Cooper graduated from the University of Cape Town in 1955. He moved to London, where he worked at several hospitals. From 1961 to 1965 he ran an experimental unit for young schizophrenics called Villa 21, which he saw as a revolutionary 'anti-hospital' and a prototype for the later Kingsley Hall Community. In 1965, he was involved with Laing and others in establishing the Philadelphia Association. An "existential Marxist", he left the Philadelphia Association in the 1970s in a disagreement over its growing interest in spiritualism over politics. Cooper coined the term "anti-psychiatry" in 1967, and wrote the book Psychiatry and Anti-psychiatry in 1971.

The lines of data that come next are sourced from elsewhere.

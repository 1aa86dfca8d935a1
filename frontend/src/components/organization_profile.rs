use common::error::ApiError;
use common::model::organization::{OrganizationProfile, OrganizationProfileUpdate};
use common::notice::Notice;
use yew::platform::spawn_local;
use yew::prelude::*;

use crate::context::ClientHandle;
use crate::helpers::{input_value, show_notice, textarea_value};

#[derive(Properties, PartialEq)]
pub struct OrganizationProfileProps {
    pub client: ClientHandle,
    pub on_auth_lost: Callback<()>,
}

#[derive(Clone, Copy)]
pub enum Field {
    Name,
    Description,
    Location,
    Website,
    Phone,
    Category,
}

pub enum Msg {
    Loaded(Result<OrganizationProfile, ApiError>),
    StartEdit,
    CancelEdit,
    Set(Field, String),
    Save,
    Saved(Result<OrganizationProfile, ApiError>),
}

pub struct OrganizationProfilePage {
    profile: Option<OrganizationProfile>,
    draft: OrganizationProfile,
    editing: bool,
}

/// Fields of `draft` that differ from `current`. Blank optional fields are
/// sent as empty strings so they can be cleared.
fn diff(current: &OrganizationProfile, draft: &OrganizationProfile) -> OrganizationProfileUpdate {
    fn changed(old: &str, new: &str) -> Option<String> {
        let new = new.trim();
        (old != new).then(|| new.to_string())
    }
    OrganizationProfileUpdate {
        name: changed(&current.name, &draft.name),
        description: changed(&current.description, &draft.description),
        location: changed(&current.location, &draft.location),
        website: changed(
            current.website.as_deref().unwrap_or(""),
            draft.website.as_deref().unwrap_or(""),
        ),
        phone: changed(
            current.phone.as_deref().unwrap_or(""),
            draft.phone.as_deref().unwrap_or(""),
        ),
        category: changed(&current.category, &draft.category),
    }
}

impl OrganizationProfilePage {
    fn fail(ctx: &Context<Self>, err: &ApiError, prefix: &str) {
        log::warn!("{prefix}: {err}");
        show_notice(&Notice::error(format!("{prefix}: {}", err.user_message())));
        if err.requires_login() {
            ctx.props().on_auth_lost.emit(());
        }
    }

    fn input(&self, ctx: &Context<Self>, label: &str, field: Field, value: &str) -> Html {
        html! {
            <label style="display:flex;flex-direction:column;gap:4px;margin-bottom:12px;">
                { label.to_string() }
                <input
                    type="text"
                    value={value.to_string()}
                    oninput={ctx.link().callback(move |e| Msg::Set(field, input_value(e)))}
                />
            </label>
        }
    }
}

impl Component for OrganizationProfilePage {
    type Message = Msg;
    type Properties = OrganizationProfileProps;

    fn create(ctx: &Context<Self>) -> Self {
        let client = ctx.props().client.clone();
        let link = ctx.link().clone();
        spawn_local(async move {
            link.send_message(Msg::Loaded(client.organization_profile().await));
        });
        Self {
            profile: None,
            draft: OrganizationProfile::default(),
            editing: false,
        }
    }

    fn update(&mut self, ctx: &Context<Self>, msg: Self::Message) -> bool {
        match msg {
            Msg::Loaded(Ok(profile)) | Msg::Saved(Ok(profile)) => {
                if self.editing {
                    show_notice(&Notice::success("Profile updated"));
                }
                self.draft = profile.clone();
                self.profile = Some(profile);
                self.editing = false;
                true
            }
            Msg::Loaded(Err(err)) => {
                Self::fail(ctx, &err, "Failed to load profile");
                false
            }
            Msg::Saved(Err(err)) => {
                Self::fail(ctx, &err, "Failed to update profile");
                false
            }
            Msg::StartEdit => {
                self.editing = true;
                true
            }
            Msg::CancelEdit => {
                if let Some(profile) = &self.profile {
                    self.draft = profile.clone();
                }
                self.editing = false;
                true
            }
            Msg::Set(field, value) => {
                match field {
                    Field::Name => self.draft.name = value,
                    Field::Description => self.draft.description = value,
                    Field::Location => self.draft.location = value,
                    Field::Website => self.draft.website = Some(value),
                    Field::Phone => self.draft.phone = Some(value),
                    Field::Category => self.draft.category = value,
                }
                true
            }
            Msg::Save => {
                let Some(current) = &self.profile else {
                    return false;
                };
                let update = diff(current, &self.draft);
                if update == OrganizationProfileUpdate::default() {
                    self.editing = false;
                    return true;
                }
                let client = ctx.props().client.clone();
                let link = ctx.link().clone();
                spawn_local(async move {
                    let result = client.update_organization_profile(&update).await;
                    link.send_message(Msg::Saved(result));
                });
                false
            }
        }
    }

    fn view(&self, ctx: &Context<Self>) -> Html {
        let link = ctx.link();
        let Some(profile) = &self.profile else {
            return html! { <p>{ "Loading profile..." }</p> };
        };

        if self.editing {
            let draft = &self.draft;
            return html! {
                <section class="organization-profile">
                    <h1>{ "Edit organization" }</h1>
                    { self.input(ctx, "Name", Field::Name, &draft.name) }
                    <label style="display:flex;flex-direction:column;gap:4px;margin-bottom:12px;">
                        { "Description" }
                        <textarea
                            rows="4"
                            value={draft.description.clone()}
                            oninput={link.callback(|e| Msg::Set(Field::Description, textarea_value(e)))}
                        />
                    </label>
                    { self.input(ctx, "Location", Field::Location, &draft.location) }
                    { self.input(ctx, "Website", Field::Website, draft.website.as_deref().unwrap_or("")) }
                    { self.input(ctx, "Phone", Field::Phone, draft.phone.as_deref().unwrap_or("")) }
                    { self.input(ctx, "Category", Field::Category, &draft.category) }
                    <button onclick={link.callback(|_| Msg::Save)}>{ "Save" }</button>
                    <button onclick={link.callback(|_| Msg::CancelEdit)}>{ "Cancel" }</button>
                </section>
            };
        }

        html! {
            <section class="organization-profile">
                <h1>{ profile.name.clone() }</h1>
                <p style="color:#6b7280;">{ format!("{} · {}", profile.category, profile.email) }</p>
                <p>{ profile.description.clone() }</p>
                <p>{ format!("Location: {}", profile.location) }</p>
                if let Some(website) = &profile.website {
                    <p>{ format!("Website: {website}") }</p>
                }
                if let Some(phone) = &profile.phone {
                    <p>{ format!("Phone: {phone}") }</p>
                }
                <button onclick={link.callback(|_| Msg::StartEdit)}>{ "Edit profile" }</button>
            </section>
        }
    }
}

#[cfg(test)]
mod tests {
    use super::*;

    fn profile() -> OrganizationProfile {
        OrganizationProfile {
            name: "Food Bank".to_string(),
            location: "Downtown".to_string(),
            website: Some("https://food.example".to_string()),
            ..Default::default()
        }
    }

    #[test]
    fn unchanged_draft_sends_nothing() {
        assert_eq!(diff(&profile(), &profile()), OrganizationProfileUpdate::default());
    }

    #[test]
    fn only_changed_fields_are_sent() {
        let mut draft = profile();
        draft.location = " Uptown ".to_string();
        draft.website = Some(String::new());
        let update = diff(&profile(), &draft);
        assert_eq!(update.location.as_deref(), Some("Uptown"));
        assert_eq!(update.website.as_deref(), Some(""));
        assert_eq!(update.name, None);
    }
}
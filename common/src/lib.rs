//! Shared model and client-side logic for the volunteer hub.
//!
//! Everything here is platform independent: the browser frontend plugs in a
//! `gloo-net` transport and a `localStorage` session store, tests plug in a
//! recording transport and [`session::MemoryStore`].

pub mod api;
pub mod board;
pub mod community;
pub mod config;
pub mod error;
pub mod filter;
pub mod model;
pub mod notice;
pub mod session;
//! View rendering for the volunteer dashboard: a filter bar above a grid of
//! opportunity cards. Only the filtered subset is rendered; the board keeps
//! the full list.

use common::board::ApplicationState;
use common::model::opportunity::Opportunity;
use yew::html::Scope;
use yew::prelude::*;

use crate::helpers::input_value;

use super::messages::Msg;
use super::state::{VolunteerDashboard, SKILL_OPTIONS};

pub fn view(component: &VolunteerDashboard, ctx: &Context<VolunteerDashboard>) -> Html {
    let link = ctx.link();
    let visible = component.board.apply_filter(&component.criteria);

    let body = if component.board.is_loading() && component.board.opportunities().is_empty() {
        html! { <p>{ "Loading opportunities..." }</p> }
    } else if visible.is_empty() {
        html! { <p>{ "No opportunities match your filters." }</p> }
    } else {
        html! {
            <div style="display:grid;grid-template-columns:repeat(auto-fill,minmax(300px,1fr));gap:16px;">
                { for visible.into_iter().map(|opportunity| build_card(component, opportunity, link)) }
            </div>
        }
    };

    html! {
        <section class="volunteer-dashboard">
            <h1>{ "Volunteer opportunities" }</h1>
            { build_filters(component, link) }
            { body }
        </section>
    }
}

fn build_filters(component: &VolunteerDashboard, link: &Scope<VolunteerDashboard>) -> Html {
    let criteria = &component.criteria;
    html! {
        <div class="filters" style="display:flex;flex-wrap:wrap;gap:12px;margin-bottom:24px;">
            <input
                type="text"
                placeholder="Search opportunities"
                value={criteria.search.clone()}
                oninput={link.callback(|e| Msg::SetSearch(input_value(e)))}
            />
            <input
                type="text"
                placeholder="Location"
                value={criteria.location.clone()}
                oninput={link.callback(|e| Msg::SetLocation(input_value(e)))}
            />
            <input
                type="date"
                value={criteria.date.clone()}
                oninput={link.callback(|e| Msg::SetDate(input_value(e)))}
            />
            <div style="display:flex;gap:8px;">
                { for SKILL_OPTIONS.into_iter().map(|skill| skill_chip(skill, criteria.skills.contains(skill), link)) }
            </div>
            if !criteria.is_empty() {
                <button onclick={link.callback(|_| Msg::ClearFilters)}>{ "Clear filters" }</button>
            }
        </div>
    }
}

fn skill_chip(skill: &'static str, selected: bool, link: &Scope<VolunteerDashboard>) -> Html {
    let style = if selected {
        "padding:4px 10px;border-radius:999px;border:1px solid #2563eb;background:#2563eb;color:#fff;cursor:pointer;"
    } else {
        "padding:4px 10px;border-radius:999px;border:1px solid #9ca3af;background:transparent;cursor:pointer;"
    };
    html! {
        <button {style} onclick={link.callback(move |_| Msg::ToggleSkill(skill.to_string()))}>
            { skill }
        </button>
    }
}

fn build_card(
    component: &VolunteerDashboard,
    opportunity: &Opportunity,
    link: &Scope<VolunteerDashboard>,
) -> Html {
    let organization = opportunity
        .organization
        .as_ref()
        .map(|org| org.name.clone())
        .unwrap_or_default();

    html! {
        <article key={opportunity.id.to_string()} style="padding:16px;border-radius:12px;border:1px solid #e5e7eb;">
            <h3 style="margin-top:0;">{ opportunity.title.clone() }</h3>
            if !organization.is_empty() {
                <p style="color:#6b7280;">{ organization }</p>
            }
            <p>{ opportunity.description.clone() }</p>
            <p>{ format!("{} · {}", opportunity.location, opportunity.date) }</p>
            <p>
                { format!(
                    "{}/{} volunteers · {} spots left",
                    opportunity.volunteers_registered,
                    opportunity.volunteers_needed,
                    opportunity.spots_left()
                ) }
            </p>
            <div style="display:flex;flex-wrap:wrap;gap:6px;margin-bottom:12px;">
                { for opportunity.skills_required.iter().map(|skill| html! {
                    <span style="padding:2px 8px;border-radius:999px;background:#e0e7ff;">{ skill.clone() }</span>
                }) }
            </div>
            { action_buttons(component.board.state(opportunity.id), opportunity, link) }
        </article>
    }
}

fn action_buttons(
    state: ApplicationState,
    opportunity: &Opportunity,
    link: &Scope<VolunteerDashboard>,
) -> Html {
    let id = opportunity.id;
    let toggle = link.callback(move |_| Msg::Toggle(id));

    match state {
        ApplicationState::NotApplied if opportunity.is_full() => html! {
            <button disabled=true>{ "Opportunity Full" }</button>
        },
        ApplicationState::NotApplied => html! {
            <button onclick={toggle} style="background:#2563eb;color:#fff;">{ "Apply Now" }</button>
        },
        ApplicationState::Applied => html! {
            <button onclick={toggle}>{ "Withdraw Application" }</button>
        },
        ApplicationState::PendingWithdrawalConfirmation => html! {
            <div style="display:flex;gap:8px;">
                <button onclick={toggle} style="background:#dc2626;color:#fff;">{ "Confirm Withdrawal" }</button>
                <button onclick={link.callback(move |_| Msg::CancelWithdrawal(id))}>{ "Cancel" }</button>
            </div>
        },
    }
}
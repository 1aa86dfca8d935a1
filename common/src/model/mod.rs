pub mod auth;
pub mod community;
pub mod leaderboard;
pub mod opportunity;
pub mod organization;
pub mod profile;

/// Splits a comma separated form field (skills, interests, tags) into
/// trimmed, non-empty entries.
pub fn split_list(input: &str) -> Vec<String> {
    input
        .split(',')
        .map(str::trim)
        .filter(|item| !item.is_empty())
        .map(str::to_string)
        .collect()
}
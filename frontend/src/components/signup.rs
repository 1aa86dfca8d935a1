//! Registration for both account types. The form shows the fields of the
//! selected role; a successful registration signs the user in.

use std::collections::HashMap;

use common::error::ApiError;
use common::model::auth::{OrganizationRegistration, VolunteerRegistration};
use common::model::split_list;
use common::notice::Notice;
use common::session::Role;
use yew::platform::spawn_local;
use yew::prelude::*;

use crate::app::Page;
use crate::context::ClientHandle;
use crate::helpers::{input_value, show_notice, textarea_value};

#[derive(Properties, PartialEq)]
pub struct SignupProps {
    pub role: Role,
    pub client: ClientHandle,
    pub on_signed_in: Callback<Role>,
    pub on_navigate: Callback<Page>,
}

#[derive(Debug, Clone, Copy, PartialEq, Eq, Hash)]
pub enum Field {
    Username,
    Email,
    Password,
    FirstName,
    LastName,
    Location,
    Skills,
    Interests,
    Availability,
    Bio,
    Experience,
    Name,
    Description,
    Website,
    Phone,
    Category,
}

const VOLUNTEER_FIELDS: [(Field, &str); 11] = [
    (Field::Username, "Username"),
    (Field::Email, "Email"),
    (Field::Password, "Password"),
    (Field::FirstName, "First name"),
    (Field::LastName, "Last name"),
    (Field::Location, "Location"),
    (Field::Skills, "Skills (comma separated)"),
    (Field::Interests, "Interests (comma separated)"),
    (Field::Availability, "Availability (comma separated)"),
    (Field::Bio, "Bio"),
    (Field::Experience, "Experience"),
];

const ORGANIZATION_FIELDS: [(Field, &str); 10] = [
    (Field::Name, "Organization name"),
    (Field::Email, "Email"),
    (Field::Password, "Password"),
    (Field::FirstName, "Contact first name"),
    (Field::LastName, "Contact last name"),
    (Field::Description, "Description"),
    (Field::Location, "Location"),
    (Field::Website, "Website"),
    (Field::Phone, "Phone"),
    (Field::Category, "Category"),
];

pub enum Msg {
    Set(Field, String),
    Submit,
    Done(Result<(), ApiError>),
}

#[derive(Default)]
struct SignupForm {
    values: HashMap<Field, String>,
}

impl SignupForm {
    fn get(&self, field: Field) -> &str {
        self.values.get(&field).map(String::as_str).unwrap_or("")
    }

    fn trimmed(&self, field: Field) -> String {
        self.get(field).trim().to_string()
    }

    fn optional(&self, field: Field) -> Option<String> {
        Some(self.trimmed(field)).filter(|value| !value.is_empty())
    }

    fn check_required(&self, fields: &[Field]) -> Result<(), Notice> {
        if fields.iter().any(|field| self.get(*field).trim().is_empty()) {
            return Err(Notice::error("Please fill in all required fields"));
        }
        Ok(())
    }

    fn volunteer(&self) -> Result<VolunteerRegistration, Notice> {
        self.check_required(&[
            Field::Username,
            Field::Email,
            Field::Password,
            Field::FirstName,
            Field::LastName,
        ])?;
        Ok(VolunteerRegistration {
            username: self.trimmed(Field::Username),
            password: self.get(Field::Password).to_string(),
            email: self.trimmed(Field::Email),
            first_name: self.trimmed(Field::FirstName),
            last_name: self.trimmed(Field::LastName),
            location: self.trimmed(Field::Location),
            skills: split_list(self.get(Field::Skills)),
            bio: self.trimmed(Field::Bio),
            interests: split_list(self.get(Field::Interests)),
            availability: split_list(self.get(Field::Availability)),
            experience: self.optional(Field::Experience),
            profile_image: None,
        })
    }

    fn organization(&self) -> Result<OrganizationRegistration, Notice> {
        self.check_required(&[Field::Name, Field::Email, Field::Password])?;
        Ok(OrganizationRegistration {
            email: self.trimmed(Field::Email),
            password: self.get(Field::Password).to_string(),
            first_name: self.trimmed(Field::FirstName),
            last_name: self.trimmed(Field::LastName),
            name: self.trimmed(Field::Name),
            description: self.trimmed(Field::Description),
            location: self.trimmed(Field::Location),
            website: self.optional(Field::Website),
            phone: self.optional(Field::Phone),
            category: self.trimmed(Field::Category),
        })
    }
}

pub struct SignupPage {
    form: SignupForm,
    submitting: bool,
}

impl SignupPage {
    fn input(&self, ctx: &Context<Self>, field: Field, label: &str) -> Html {
        let value = self.form.get(field).to_string();
        let control = match field {
            Field::Bio | Field::Description => html! {
                <textarea
                    rows="3"
                    {value}
                    oninput={ctx.link().callback(move |e| Msg::Set(field, textarea_value(e)))}
                />
            },
            _ => {
                let kind = match field {
                    Field::Password => "password",
                    Field::Email => "email",
                    _ => "text",
                };
                html! {
                    <input
                        type={kind}
                        {value}
                        oninput={ctx.link().callback(move |e| Msg::Set(field, input_value(e)))}
                    />
                }
            }
        };
        html! {
            <label style="display:flex;flex-direction:column;gap:4px;margin-bottom:12px;">
                { label.to_string() }
                { control }
            </label>
        }
    }
}

impl Component for SignupPage {
    type Message = Msg;
    type Properties = SignupProps;

    fn create(_ctx: &Context<Self>) -> Self {
        Self {
            form: SignupForm::default(),
            submitting: false,
        }
    }

    fn update(&mut self, ctx: &Context<Self>, msg: Self::Message) -> bool {
        match msg {
            Msg::Set(field, value) => {
                self.form.values.insert(field, value);
                true
            }
            Msg::Submit => {
                let client = ctx.props().client.clone();
                let link = ctx.link().clone();
                match ctx.props().role {
                    Role::Volunteer => match self.form.volunteer() {
                        Ok(registration) => spawn_local(async move {
                            let result = client.register(&registration).await.map(|_| ());
                            link.send_message(Msg::Done(result));
                        }),
                        Err(notice) => {
                            show_notice(&notice);
                            return false;
                        }
                    },
                    Role::Organization => match self.form.organization() {
                        Ok(registration) => spawn_local(async move {
                            let result = client.register_organization(&registration).await.map(|_| ());
                            link.send_message(Msg::Done(result));
                        }),
                        Err(notice) => {
                            show_notice(&notice);
                            return false;
                        }
                    },
                }
                self.submitting = true;
                true
            }
            Msg::Done(Ok(())) => {
                self.submitting = false;
                show_notice(&Notice::success("Registration successful!"));
                ctx.props().on_signed_in.emit(ctx.props().role);
                true
            }
            Msg::Done(Err(err)) => {
                self.submitting = false;
                log::warn!("registration failed: {err}");
                show_notice(&Notice::error(err.user_message()));
                true
            }
        }
    }

    fn view(&self, ctx: &Context<Self>) -> Html {
        let props = ctx.props();
        let role = props.role;
        let (title, fields): (&str, &[(Field, &str)]) = match role {
            Role::Volunteer => ("Join as a volunteer", &VOLUNTEER_FIELDS),
            Role::Organization => ("Register your organization", &ORGANIZATION_FIELDS),
        };

        html! {
            <section style="max-width:520px;margin:0 auto;">
                <h1>{ title }</h1>
                <form onsubmit={ctx.link().callback(|e: SubmitEvent| { e.prevent_default(); Msg::Submit })}>
                    { for fields.iter().map(|(field, label)| self.input(ctx, *field, label)) }
                    <button type="submit" disabled={self.submitting}>
                        { if self.submitting { "Creating account..." } else { "Sign up" } }
                    </button>
                </form>
                <p>
                    <button onclick={props.on_navigate.reform(move |_: MouseEvent| Page::Login(role))}>
                        { "Already have an account? Log in" }
                    </button>
                </p>
            </section>
        }
    }
}

#[cfg(test)]
mod tests {
    use super::*;

    fn form(values: &[(Field, &str)]) -> SignupForm {
        SignupForm {
            values: values
                .iter()
                .map(|(field, value)| (*field, value.to_string()))
                .collect(),
        }
    }

    #[test]
    fn volunteer_lists_are_split() {
        let form = form(&[
            (Field::Username, "sam"),
            (Field::Email, " sam@example.org "),
            (Field::Password, "secret"),
            (Field::FirstName, "Sam"),
            (Field::LastName, "Lee"),
            (Field::Skills, "teaching, mentoring"),
            (Field::Availability, "weekends"),
        ]);
        let registration = form.volunteer().expect("complete form");
        assert_eq!(registration.email, "sam@example.org");
        assert_eq!(registration.skills, vec!["teaching", "mentoring"]);
        assert_eq!(registration.availability, vec!["weekends"]);
        assert_eq!(registration.experience, None);
    }

    #[test]
    fn organization_needs_name() {
        let form = form(&[(Field::Email, "org@example.org"), (Field::Password, "pw")]);
        assert!(form.organization().is_err());
    }

    #[test]
    fn blank_optional_fields_are_omitted() {
        let form = form(&[
            (Field::Name, "Food Bank"),
            (Field::Email, "org@example.org"),
            (Field::Password, "pw"),
            (Field::Website, "   "),
        ]);
        let registration = form.organization().expect("complete form");
        assert_eq!(registration.website, None);
        assert_eq!(registration.name, "Food Bank");
    }
}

Cooper believed that madness and psychosis are the manifestation of a disparity between one's own 'true' identity and our social identity (the identity others give us and we internalise). Cooper's ultimate solution was through revolution. To this end, Cooper travelled to Argentina as he felt the country was rife with revolutionary potential. He later returned to England before moving to France where he spent the last years of his life.
Cooper coined the term anti-psychiatry (see below) to describe opposition and opposing methods to the orthodox psychiatry of the time, although the term could easily describe the anti-psychiatrists' view of orthodox psychiatry, i.e., anti-psychic healing.